Figure 3 CIBERSORT tumor-infiltrating immune cell analysis. (A) The proportion of 22 immune cells infiltrating the sample. (B) Box plot of differential infiltrating immune cells in the TNBC group and the normal group. ns, P>0.05; *, P≤0.05; **, P≤0.01; ***, P≤0.001; ****, P≤0.0001. TNBC, triple-negative breast cancer; CIBERSORT, Cell-type Identification by Estimating Relative Subsets of RNA Transcripts.

Identification of M1-like macrophage polarization-related genes

Considering the large amount of infiltration of macrophages in TNBC, we selected macrophages as the clinical trait and built a scale-free coexpression network together with differentially expressed genes. Three outliers were excluded from the hierarchical cluster analysis (Figure S2). After the removal of 3 outliers, the samples were clustered based on Euclidean distance (Figure S3). To meet the scale-free network role, we used the soft threshold β =3 (Figure 4A,4B).

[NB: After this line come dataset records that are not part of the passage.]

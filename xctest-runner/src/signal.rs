// Copyright (c) The xctest Contributors
// SPDX-License-Identifier: MIT OR Apache-2.0

//! Cancellation of in-progress runs.

use std::sync::{
    Arc,
    atomic::{AtomicBool, Ordering},
};
use tokio::task::JoinHandle;

/// A shared flag that requests cancellation of a run.
///
/// Cancelling before or during planning aborts the run without invoking the build tool. Once the
/// build tool is running, output continues to be parsed until it exits; tests that didn't report
/// a result are then marked as skipped rather than failed.
#[derive(Clone, Debug, Default)]
pub struct CancelFlag {
    cancelled: Arc<AtomicBool>,
}

impl CancelFlag {
    /// Creates a new flag that isn't cancelled.
    pub fn new() -> Self {
        Self::default()
    }

    /// Requests cancellation.
    pub fn cancel(&self) {
        self.cancelled.store(true, Ordering::SeqCst);
    }

    /// Returns true if cancellation was requested.
    pub fn is_cancelled(&self) -> bool {
        self.cancelled.load(Ordering::SeqCst)
    }
}

/// Spawns a task that cancels `flag` when Ctrl-C is pressed.
///
/// Must be called from within a tokio runtime. Abort the returned handle to stop listening.
pub fn cancel_on_ctrl_c(flag: CancelFlag) -> JoinHandle<()> {
    tokio::spawn(async move {
        match tokio::signal::ctrl_c().await {
            Ok(()) => {
                tracing::warn!("received Ctrl-C, cancelling run");
                flag.cancel();
            }
            Err(error) => {
                tracing::warn!("failed to listen for Ctrl-C: {error}");
            }
        }
    })
}

#[cfg(test)]
mod tests {
    use super::*;

    #[test]
    fn clones_share_state() {
        let flag = CancelFlag::new();
        let clone = flag.clone();
        assert!(!clone.is_cancelled());
        flag.cancel();
        assert!(clone.is_cancelled());
    }
}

The 26 gene modules were established by setting the minimum module size to 50 and merging threshold to 0.25 (Figure 4C). Among the 26 modules, the brown module had the strongest connection with the M1-like macrophage-related genes (R2 =0.55; P=2e-14) (Figure 4D). Moreover, 1,106 genes in the brown module were substantially linked with membership degree and gene significance (correlation =0.82; P<1e-200; Figure 4E). As seen in Figure 4D, since genes in the brown module had the highest correlation with their traits, we extracted all genes in the brown module, constructed a PPI network and found STAT1 to be one of the core genes (Figure 4F). Considering that STAT1 has a vital function as a key transcription factor in initiating M1-like macrophage polarization through the JAK-STAT1 pathway (28,29), we intersected the 1,106 genes in M1-like macrophage–related modules with 3,391 genes potentially targeted by STAT1 in breast cancer. Ultimately, 291 candidate genes in the intersection were considered to be M1-like macrophage polarization-related genes (Figure 4G). According to Gene Ontology (GO) analysis, these 291 genes were mostly involved in immune receptor activity and cytokine receptor binding, adaptive immune response, and lymphocyte activation, among other processes (Figure 4H).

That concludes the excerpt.